▶ WHAT THE TASK REQUIRES
Gather each line of the entries below that includes "BacknetType".

▶ THE DATA

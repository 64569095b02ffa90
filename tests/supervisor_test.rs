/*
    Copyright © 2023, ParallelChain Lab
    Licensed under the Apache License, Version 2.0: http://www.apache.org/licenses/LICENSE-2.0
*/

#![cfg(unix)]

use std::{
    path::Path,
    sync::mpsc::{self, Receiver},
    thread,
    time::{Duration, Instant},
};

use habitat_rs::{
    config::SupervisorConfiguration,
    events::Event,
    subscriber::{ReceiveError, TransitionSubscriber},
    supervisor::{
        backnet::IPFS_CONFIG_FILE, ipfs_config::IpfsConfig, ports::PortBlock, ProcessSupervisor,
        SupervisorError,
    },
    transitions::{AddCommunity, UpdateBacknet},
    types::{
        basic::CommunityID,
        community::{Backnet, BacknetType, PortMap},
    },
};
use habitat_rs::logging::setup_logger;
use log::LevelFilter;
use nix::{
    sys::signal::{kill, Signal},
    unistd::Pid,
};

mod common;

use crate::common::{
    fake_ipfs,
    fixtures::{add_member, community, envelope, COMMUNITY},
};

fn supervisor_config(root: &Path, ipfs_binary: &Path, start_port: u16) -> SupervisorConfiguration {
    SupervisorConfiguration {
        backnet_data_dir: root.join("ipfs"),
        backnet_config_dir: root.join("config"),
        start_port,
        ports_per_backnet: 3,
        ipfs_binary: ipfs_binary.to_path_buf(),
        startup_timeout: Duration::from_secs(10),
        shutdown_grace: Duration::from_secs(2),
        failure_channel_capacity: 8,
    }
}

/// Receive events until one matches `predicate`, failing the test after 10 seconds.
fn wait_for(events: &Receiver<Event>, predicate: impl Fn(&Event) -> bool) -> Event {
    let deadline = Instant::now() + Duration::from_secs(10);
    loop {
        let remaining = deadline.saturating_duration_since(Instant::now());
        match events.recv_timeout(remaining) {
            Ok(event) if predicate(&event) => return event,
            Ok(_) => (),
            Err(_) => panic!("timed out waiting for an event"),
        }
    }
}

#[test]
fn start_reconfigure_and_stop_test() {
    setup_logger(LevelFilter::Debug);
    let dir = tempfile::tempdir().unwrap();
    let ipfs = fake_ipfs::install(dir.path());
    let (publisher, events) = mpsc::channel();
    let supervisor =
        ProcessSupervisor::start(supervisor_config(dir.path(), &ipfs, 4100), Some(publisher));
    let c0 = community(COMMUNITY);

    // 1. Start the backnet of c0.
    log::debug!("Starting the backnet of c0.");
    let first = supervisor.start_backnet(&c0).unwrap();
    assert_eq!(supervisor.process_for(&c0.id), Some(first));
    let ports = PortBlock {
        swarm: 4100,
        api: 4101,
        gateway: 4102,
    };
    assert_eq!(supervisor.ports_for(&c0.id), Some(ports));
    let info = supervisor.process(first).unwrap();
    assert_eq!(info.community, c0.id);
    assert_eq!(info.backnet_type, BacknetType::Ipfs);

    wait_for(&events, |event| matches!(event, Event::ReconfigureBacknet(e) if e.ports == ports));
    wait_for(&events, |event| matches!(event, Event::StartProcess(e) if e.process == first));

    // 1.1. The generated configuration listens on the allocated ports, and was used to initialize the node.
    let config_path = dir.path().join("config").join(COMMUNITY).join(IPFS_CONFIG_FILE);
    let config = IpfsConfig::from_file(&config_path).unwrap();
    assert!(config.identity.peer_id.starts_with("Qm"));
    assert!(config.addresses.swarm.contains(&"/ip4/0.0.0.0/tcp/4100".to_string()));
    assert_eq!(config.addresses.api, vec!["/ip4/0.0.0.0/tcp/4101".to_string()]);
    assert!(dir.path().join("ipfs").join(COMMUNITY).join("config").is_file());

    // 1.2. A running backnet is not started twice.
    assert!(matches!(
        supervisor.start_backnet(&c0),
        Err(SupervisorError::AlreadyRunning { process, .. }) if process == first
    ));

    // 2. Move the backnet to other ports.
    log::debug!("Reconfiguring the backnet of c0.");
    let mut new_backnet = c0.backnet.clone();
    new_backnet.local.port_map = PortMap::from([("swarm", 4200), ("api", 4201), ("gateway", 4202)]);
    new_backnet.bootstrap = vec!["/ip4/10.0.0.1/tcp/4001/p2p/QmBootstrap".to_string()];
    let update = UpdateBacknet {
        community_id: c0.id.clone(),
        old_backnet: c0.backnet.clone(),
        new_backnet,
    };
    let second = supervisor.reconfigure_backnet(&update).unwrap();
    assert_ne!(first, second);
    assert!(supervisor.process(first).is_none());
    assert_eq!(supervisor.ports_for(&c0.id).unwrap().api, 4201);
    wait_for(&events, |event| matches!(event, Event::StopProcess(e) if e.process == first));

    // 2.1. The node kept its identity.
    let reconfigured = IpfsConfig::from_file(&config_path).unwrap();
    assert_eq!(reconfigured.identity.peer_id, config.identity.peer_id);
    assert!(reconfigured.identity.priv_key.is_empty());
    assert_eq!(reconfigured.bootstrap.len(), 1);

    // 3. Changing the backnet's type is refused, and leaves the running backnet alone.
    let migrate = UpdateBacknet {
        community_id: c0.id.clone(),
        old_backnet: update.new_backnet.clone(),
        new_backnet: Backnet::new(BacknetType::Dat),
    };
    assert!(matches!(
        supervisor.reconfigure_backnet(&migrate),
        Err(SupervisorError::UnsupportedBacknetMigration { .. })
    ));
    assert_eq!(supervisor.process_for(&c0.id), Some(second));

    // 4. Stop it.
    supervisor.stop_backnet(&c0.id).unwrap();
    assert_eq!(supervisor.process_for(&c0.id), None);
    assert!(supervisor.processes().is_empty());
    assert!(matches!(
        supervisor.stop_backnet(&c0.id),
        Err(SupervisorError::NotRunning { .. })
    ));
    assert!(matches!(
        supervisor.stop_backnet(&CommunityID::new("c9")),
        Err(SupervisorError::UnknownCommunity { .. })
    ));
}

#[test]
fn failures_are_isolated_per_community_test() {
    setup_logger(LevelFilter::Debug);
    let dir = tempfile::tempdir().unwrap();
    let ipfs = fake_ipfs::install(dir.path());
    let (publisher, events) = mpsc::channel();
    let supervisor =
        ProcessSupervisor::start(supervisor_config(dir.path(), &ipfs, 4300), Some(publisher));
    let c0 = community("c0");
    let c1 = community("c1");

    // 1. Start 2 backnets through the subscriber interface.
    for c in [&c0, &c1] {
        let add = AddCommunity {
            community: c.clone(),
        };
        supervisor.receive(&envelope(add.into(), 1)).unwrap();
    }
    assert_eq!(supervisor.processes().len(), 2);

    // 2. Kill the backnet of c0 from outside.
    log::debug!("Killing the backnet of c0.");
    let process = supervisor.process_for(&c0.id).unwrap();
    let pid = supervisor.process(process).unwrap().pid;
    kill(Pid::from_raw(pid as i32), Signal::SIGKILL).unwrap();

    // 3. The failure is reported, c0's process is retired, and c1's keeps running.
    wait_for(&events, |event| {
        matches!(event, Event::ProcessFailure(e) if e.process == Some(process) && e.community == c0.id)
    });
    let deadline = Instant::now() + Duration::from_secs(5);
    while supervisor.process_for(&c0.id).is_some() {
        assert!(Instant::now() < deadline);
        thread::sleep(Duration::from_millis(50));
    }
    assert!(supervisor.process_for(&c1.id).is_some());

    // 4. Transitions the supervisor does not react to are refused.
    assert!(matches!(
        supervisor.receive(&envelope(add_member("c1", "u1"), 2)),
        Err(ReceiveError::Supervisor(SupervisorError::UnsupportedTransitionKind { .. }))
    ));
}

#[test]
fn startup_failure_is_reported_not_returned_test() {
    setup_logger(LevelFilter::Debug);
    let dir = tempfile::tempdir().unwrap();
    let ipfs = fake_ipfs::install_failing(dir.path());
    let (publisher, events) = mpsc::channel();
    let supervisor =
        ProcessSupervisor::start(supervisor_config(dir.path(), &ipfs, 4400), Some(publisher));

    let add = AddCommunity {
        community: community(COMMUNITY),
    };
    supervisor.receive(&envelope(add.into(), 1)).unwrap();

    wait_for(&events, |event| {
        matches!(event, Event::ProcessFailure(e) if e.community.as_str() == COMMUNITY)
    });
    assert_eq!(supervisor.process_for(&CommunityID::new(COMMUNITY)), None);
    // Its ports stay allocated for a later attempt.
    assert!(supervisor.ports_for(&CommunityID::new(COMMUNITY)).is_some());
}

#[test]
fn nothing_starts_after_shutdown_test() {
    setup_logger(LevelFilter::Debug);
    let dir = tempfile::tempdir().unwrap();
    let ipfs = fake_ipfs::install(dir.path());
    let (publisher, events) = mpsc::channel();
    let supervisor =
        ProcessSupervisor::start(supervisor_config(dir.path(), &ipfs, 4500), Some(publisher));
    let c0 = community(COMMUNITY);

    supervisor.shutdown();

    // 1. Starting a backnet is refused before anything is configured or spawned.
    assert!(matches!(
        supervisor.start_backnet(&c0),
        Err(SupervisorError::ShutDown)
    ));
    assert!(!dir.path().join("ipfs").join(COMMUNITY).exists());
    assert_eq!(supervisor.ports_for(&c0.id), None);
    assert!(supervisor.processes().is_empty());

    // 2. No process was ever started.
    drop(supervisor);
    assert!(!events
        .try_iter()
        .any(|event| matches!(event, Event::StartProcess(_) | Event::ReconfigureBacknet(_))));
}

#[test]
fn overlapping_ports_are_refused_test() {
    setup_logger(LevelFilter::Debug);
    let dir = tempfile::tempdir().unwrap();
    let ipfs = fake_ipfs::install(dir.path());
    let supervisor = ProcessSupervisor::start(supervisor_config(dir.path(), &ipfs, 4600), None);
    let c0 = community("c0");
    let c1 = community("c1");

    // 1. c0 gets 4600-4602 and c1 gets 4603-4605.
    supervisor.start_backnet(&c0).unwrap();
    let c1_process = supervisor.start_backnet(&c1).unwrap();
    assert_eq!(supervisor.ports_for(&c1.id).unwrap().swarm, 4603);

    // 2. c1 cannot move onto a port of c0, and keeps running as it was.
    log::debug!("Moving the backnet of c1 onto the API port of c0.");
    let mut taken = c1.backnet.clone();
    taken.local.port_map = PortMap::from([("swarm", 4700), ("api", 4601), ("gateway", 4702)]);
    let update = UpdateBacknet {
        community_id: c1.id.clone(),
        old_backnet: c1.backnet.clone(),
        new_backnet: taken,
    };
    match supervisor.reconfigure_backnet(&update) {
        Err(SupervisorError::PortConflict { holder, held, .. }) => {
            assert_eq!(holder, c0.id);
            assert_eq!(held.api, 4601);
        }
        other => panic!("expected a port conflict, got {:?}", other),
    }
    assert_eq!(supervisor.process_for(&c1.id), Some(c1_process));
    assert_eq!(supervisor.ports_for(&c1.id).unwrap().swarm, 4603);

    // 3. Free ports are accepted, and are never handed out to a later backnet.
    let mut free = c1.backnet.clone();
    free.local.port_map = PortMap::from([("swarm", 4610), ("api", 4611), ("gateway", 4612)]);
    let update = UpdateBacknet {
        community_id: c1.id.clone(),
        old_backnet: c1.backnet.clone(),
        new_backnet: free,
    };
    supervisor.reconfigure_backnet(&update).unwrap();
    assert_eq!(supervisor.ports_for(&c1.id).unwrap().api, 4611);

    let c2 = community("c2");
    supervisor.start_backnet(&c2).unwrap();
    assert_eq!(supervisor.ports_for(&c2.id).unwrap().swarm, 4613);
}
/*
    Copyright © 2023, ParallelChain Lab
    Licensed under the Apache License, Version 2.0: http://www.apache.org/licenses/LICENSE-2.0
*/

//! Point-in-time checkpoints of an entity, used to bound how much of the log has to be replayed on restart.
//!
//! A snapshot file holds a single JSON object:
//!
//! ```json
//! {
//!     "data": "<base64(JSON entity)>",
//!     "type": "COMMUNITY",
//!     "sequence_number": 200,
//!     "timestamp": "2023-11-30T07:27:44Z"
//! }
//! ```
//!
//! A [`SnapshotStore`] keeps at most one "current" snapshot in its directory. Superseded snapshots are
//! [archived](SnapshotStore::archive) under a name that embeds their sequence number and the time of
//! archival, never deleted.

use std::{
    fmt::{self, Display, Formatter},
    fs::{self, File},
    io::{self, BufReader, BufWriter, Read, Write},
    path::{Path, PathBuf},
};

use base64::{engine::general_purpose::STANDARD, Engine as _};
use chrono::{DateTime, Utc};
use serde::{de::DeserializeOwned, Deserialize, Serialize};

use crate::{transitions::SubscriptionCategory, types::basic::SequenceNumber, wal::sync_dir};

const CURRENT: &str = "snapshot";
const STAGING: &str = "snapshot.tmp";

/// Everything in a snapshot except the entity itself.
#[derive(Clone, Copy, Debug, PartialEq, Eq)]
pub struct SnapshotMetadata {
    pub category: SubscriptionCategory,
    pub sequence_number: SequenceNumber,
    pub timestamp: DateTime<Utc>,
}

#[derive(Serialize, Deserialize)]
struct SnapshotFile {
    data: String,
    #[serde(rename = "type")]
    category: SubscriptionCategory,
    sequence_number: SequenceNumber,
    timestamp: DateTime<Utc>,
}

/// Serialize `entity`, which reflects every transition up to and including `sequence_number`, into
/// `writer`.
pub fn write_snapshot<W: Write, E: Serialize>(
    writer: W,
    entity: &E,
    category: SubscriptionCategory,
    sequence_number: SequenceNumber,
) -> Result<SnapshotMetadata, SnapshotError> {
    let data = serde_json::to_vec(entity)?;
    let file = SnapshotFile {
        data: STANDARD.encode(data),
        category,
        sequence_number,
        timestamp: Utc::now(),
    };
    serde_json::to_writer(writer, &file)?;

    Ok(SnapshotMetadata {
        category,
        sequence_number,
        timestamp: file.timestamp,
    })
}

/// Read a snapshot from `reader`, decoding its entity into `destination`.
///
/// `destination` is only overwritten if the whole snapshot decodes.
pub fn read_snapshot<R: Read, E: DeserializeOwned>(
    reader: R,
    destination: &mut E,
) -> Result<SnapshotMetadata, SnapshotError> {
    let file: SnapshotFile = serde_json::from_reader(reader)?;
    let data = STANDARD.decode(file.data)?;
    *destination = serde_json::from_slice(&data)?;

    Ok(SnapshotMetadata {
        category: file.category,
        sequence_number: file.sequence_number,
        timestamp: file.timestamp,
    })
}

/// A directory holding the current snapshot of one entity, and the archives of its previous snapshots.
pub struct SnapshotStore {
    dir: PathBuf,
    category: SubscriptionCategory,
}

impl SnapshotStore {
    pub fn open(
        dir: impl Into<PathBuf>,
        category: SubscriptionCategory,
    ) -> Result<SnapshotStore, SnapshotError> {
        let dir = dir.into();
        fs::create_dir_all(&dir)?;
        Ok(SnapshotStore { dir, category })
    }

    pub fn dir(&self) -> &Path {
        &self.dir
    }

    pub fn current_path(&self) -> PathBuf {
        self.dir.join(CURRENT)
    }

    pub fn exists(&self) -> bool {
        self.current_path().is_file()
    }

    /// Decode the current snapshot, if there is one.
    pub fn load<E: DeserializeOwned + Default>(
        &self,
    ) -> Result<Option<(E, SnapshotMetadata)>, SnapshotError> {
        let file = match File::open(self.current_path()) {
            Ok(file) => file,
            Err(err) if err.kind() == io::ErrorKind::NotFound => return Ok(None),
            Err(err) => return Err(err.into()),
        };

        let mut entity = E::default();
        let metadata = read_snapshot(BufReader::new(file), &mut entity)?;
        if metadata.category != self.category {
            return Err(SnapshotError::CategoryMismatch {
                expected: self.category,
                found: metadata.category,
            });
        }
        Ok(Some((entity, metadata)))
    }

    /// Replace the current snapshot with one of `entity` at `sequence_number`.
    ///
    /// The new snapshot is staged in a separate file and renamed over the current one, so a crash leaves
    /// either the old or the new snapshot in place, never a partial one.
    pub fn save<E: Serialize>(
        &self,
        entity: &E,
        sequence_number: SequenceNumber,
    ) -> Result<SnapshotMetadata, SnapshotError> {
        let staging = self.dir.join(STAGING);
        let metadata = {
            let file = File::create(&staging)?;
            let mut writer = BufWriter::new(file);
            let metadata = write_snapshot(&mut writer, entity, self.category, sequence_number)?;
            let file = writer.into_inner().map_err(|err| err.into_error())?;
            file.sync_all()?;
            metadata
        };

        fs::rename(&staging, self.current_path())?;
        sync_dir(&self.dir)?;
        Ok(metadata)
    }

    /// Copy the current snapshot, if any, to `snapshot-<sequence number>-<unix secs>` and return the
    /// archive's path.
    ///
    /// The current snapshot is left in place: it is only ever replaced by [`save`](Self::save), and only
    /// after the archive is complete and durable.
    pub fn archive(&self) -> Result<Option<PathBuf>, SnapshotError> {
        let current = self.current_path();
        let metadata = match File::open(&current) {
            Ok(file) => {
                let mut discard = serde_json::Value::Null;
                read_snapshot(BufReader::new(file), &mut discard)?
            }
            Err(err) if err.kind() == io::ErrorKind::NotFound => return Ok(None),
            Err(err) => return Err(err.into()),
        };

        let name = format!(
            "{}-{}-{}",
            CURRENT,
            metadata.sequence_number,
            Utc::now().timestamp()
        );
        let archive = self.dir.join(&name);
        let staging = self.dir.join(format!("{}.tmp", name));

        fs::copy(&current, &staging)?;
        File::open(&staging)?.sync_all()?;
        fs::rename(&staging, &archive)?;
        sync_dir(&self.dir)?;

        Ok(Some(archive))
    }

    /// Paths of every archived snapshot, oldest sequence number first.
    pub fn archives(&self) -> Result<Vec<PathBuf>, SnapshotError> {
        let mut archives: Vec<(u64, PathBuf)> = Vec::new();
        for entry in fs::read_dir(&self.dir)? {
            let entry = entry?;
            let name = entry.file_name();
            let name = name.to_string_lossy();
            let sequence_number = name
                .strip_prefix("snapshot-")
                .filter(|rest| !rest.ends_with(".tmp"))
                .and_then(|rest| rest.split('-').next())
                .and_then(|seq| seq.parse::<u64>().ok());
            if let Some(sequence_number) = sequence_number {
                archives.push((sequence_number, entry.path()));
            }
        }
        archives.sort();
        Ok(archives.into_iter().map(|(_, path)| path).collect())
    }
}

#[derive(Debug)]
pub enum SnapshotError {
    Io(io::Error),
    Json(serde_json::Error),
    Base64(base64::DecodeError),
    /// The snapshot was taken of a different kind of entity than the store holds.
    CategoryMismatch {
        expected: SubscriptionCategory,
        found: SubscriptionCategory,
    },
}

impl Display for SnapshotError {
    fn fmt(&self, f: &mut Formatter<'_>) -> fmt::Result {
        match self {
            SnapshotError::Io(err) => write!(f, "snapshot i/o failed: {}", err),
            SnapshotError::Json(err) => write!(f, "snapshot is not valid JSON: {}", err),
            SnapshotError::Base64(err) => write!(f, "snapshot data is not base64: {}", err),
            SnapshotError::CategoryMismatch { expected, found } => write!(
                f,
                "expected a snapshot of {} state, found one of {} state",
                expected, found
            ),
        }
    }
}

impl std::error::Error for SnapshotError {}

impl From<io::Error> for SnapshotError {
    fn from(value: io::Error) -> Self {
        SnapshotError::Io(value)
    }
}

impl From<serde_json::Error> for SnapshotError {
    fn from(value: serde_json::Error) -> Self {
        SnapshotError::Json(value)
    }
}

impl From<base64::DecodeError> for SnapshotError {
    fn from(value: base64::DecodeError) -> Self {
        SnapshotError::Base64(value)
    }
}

▶ RESULT
        community::{Backnet, BacknetType, PortMap},
    assert_eq!(info.backnet_type, BacknetType::Ipfs);
        new_backnet: Backnet::new(BacknetType::Dat),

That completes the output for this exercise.